UN food agency adopts an international code on pesticide use
The United Nations Food and Agriculture Organization (FAO) today adopted a revised International Code of Conduct on the Distribution and Use of Pesticides aimed at significantly reducing the threats posed by agro-chemicals in developing countries.
The revised Code, adopted at an FAO meeting in Rome, promotes practices that minimize potential health and environmental risks associated with pesticides. It also addresses their entire life-cycles, from development, regulation, production, management, packaging and labelling to distribution, application, use and disposal.
The Code also calls on industry to supply only pesticides of adequate quality, and to pay special attention to the choice of pesticide formulations and to the packaging and labelling in order to reduce risks to users and minimize adverse effects on the environment.
Describing it as the globally accepted standard for pesticide management, an FAO senior official, Gero Vaagt, said the new code “reflects more strongly than ever the responsibility of governments, the chemical and food industry, traders, pesticide users, public interest groups and international organizations in reducing the health and environmental risks associated with pesticide.”
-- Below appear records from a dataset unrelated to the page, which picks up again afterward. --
mod participant_tests;
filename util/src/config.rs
//! Global application configuration manager.
//!
//! `AppConfig` is a lazily initialized, globally accessible singleton containing
//! runtime configuration values loaded from environment variables. Every field
//! has a default so an unconfigured process runs against the fixed local
//! SQLite file.

use std::env;
use std::sync::{OnceLock, RwLock};

/// Represents the complete application configuration loaded from environment variables.
#[derive(Debug, Clone)]
pub struct AppConfig {
    pub env: String,
    pub project_name: String,
    pub log_level: String,
    pub log_file: String,
    pub log_to_stdout: bool,
    pub database_path: String,
    pub host: String,
    pub port: u16,
}

/// Lazily-initialized, thread-safe singleton instance of `AppConfig`.
static CONFIG_INSTANCE: OnceLock<RwLock<AppConfig>> = OnceLock::new();

impl AppConfig {
    /// Loads the configuration from `.env` and environment variables.
    pub fn from_env() -> Self {
        dotenvy::dotenv().ok();

        Self {
            env: env::var("APP_ENV").unwrap_or_else(|_| "development".into()),
            project_name: env::var("PROJECT_NAME").unwrap_or_else(|_| "minicourse".into()),
            log_level: env::var("LOG_LEVEL").unwrap_or_else(|_| "api=info".into()),
            log_file: env::var("LOG_FILE").unwrap_or_else(|_| "api.log".into()),
            log_to_stdout: env::var("LOG_TO_STDOUT").unwrap_or_else(|_| "false".into()) == "true",
            database_path: env::var("DATABASE_PATH")
                .unwrap_or_else(|_| "data/minicourse.sqlite3".into()),
            host: env::var("HOST").unwrap_or_else(|_| "127.0.0.1".into()),
            port: env::var("PORT")
                .unwrap_or_else(|_| "3000".into())
                .parse()
                .unwrap_or(3000),
        }
    }

    /// Returns a shared reference to the global configuration.
    ///
    /// # Panics
    /// Panics if the lock cannot be acquired.
    pub fn global() -> std::sync::RwLockReadGuard<'static, AppConfig> {
        CONFIG_INSTANCE
            .get_or_init(|| RwLock::new(AppConfig::from_env()))
            .read()
            .expect("Failed to acquire AppConfig read lock")
    }

    /// Resets the configuration by reloading from environment variables.
    ///
    /// Useful in tests to clear overrides.
    pub fn reset() {
        if let Some(lock) = CONFIG_INSTANCE.get() {
            let mut guard = lock.write().unwrap();
            *guard = AppConfig::from_env();
        }
    }

    /// Generic internal setter for a field in the config.
    fn set_field<F>(setter: F)
    where
        F: FnOnce(&mut AppConfig),
    {
        let lock = CONFIG_INSTANCE.get_or_init(|| RwLock::new(AppConfig::from_env()));
        let mut guard = lock
            .write()
            .expect("Failed to acquire AppConfig write lock");
        setter(&mut guard);
    }

    /// Overrides the database path, e.g. to point tests at a throwaway store.
    pub fn set_database_path(value: impl Into<String>) {
        AppConfig::set_field(|cfg| cfg.database_path = value.into());
    }
}

// --- Free accessors mirroring the config fields ---

pub fn project_name() -> String {
    AppConfig::global().project_name.clone()
}

pub fn log_level() -> String {
    AppConfig::global().log_level.clone()
}

pub fn log_file() -> String {
    AppConfig::global().log_file.clone()
}

pub fn log_to_stdout() -> bool {
    AppConfig::global().log_to_stdout
}

pub fn database_path() -> String {
    AppConfig::global().database_path.clone()
}

pub fn host() -> String {
    AppConfig::global().host.clone()
}

pub fn port() -> u16 {
    AppConfig::global().port
}
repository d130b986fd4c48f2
use axum::extract::State;
use axum::response::Html;
use db::models::course::Model as CourseModel;
use util::state::AppState;

use crate::{error::AppError, response};

/// GET /minicursos
///
/// Renders the course listing page.
pub async fn list_courses(State(app_state): State<AppState>) -> Result<Html<String>, AppError> {
    let courses = CourseModel::get_all(app_state.db()).await?;
    Ok(response::courses_page(&courses))
}
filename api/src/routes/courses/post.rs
use axum::extract::State;
use axum::response::Redirect;
use axum::Form;
use db::models::course::Model as CourseModel;
use util::state::AppState;

use crate::error::AppError;
use crate::routes::courses::common::CourseForm;

/// POST /adicionar_minicurso
///
/// Creates a course from the submitted title and redirects back to the
/// listing. A whitespace-only title and an exact (case-sensitive) title
/// collision both fail before anything is written.
pub async fn create_course(
    State(app_state): State<AppState>,
    Form(req): Form<CourseForm>,
) -> Result<Redirect, AppError> {
    let db = app_state.db();

    if req.title.trim().is_empty() {
        return Err(AppError::EmptyTitle);
    }

    if CourseModel::find_by_title(db, &req.title).await?.is_some() {
        return Err(AppError::DuplicateTitle);
    }

    let course = CourseModel::create(db, &req.title).await?;
    tracing::info!(course_id = course.id, "course created");

    Ok(Redirect::to("/minicursos"))
}
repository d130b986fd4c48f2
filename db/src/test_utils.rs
use migration::Migrator;
use sea_orm::{Database, DatabaseConnection};
use sea_orm_migration::MigratorTrait;

pub async fn setup_test_db() -> DatabaseConnection {
    let db = Database::connect("sqlite::memory:")
        .await
        .expect("Failed to connect to in-memory db");

    Migrator::up(&db, None)
        .await
        .expect("Failed to run migrations");

    db
}
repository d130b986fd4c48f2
use sea_orm_migration::prelude::*;

use crate::migrations;

pub struct Migrator;

#[async_trait::async_trait]
impl MigratorTrait for Migrator {
    fn migrations() -> Vec<Box<dyn MigrationTrait>> {
        vec![
            Box::new(migrations::m202608250001_create_courses::Migration),
            Box::new(migrations::m202608250002_create_participants::Migration),
        ]
    }
}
In many developing countries, the use of pesticides remains a major risk. The World Health Organization (WHO) estimates that each year there are 25 million cases of pesticide poisoning and as many as 20,000 unintentional deaths, primarily in developing countries. Long-term regular exposure to pesticides often causes chronic illnesses, including cancer as well as reproductive and neurological effects.
While more than 80 per cent of pesticides are applied in developed countries, 99 per cent of all poisoning cases occur in developing countries where regulatory, health and education systems are weakest, according to FAO.
“If all parties concerned applied the Code, many lives would be saved, environmental damage would be avoided and agricultural production would become more sustainable,” Mr. Vaagt said.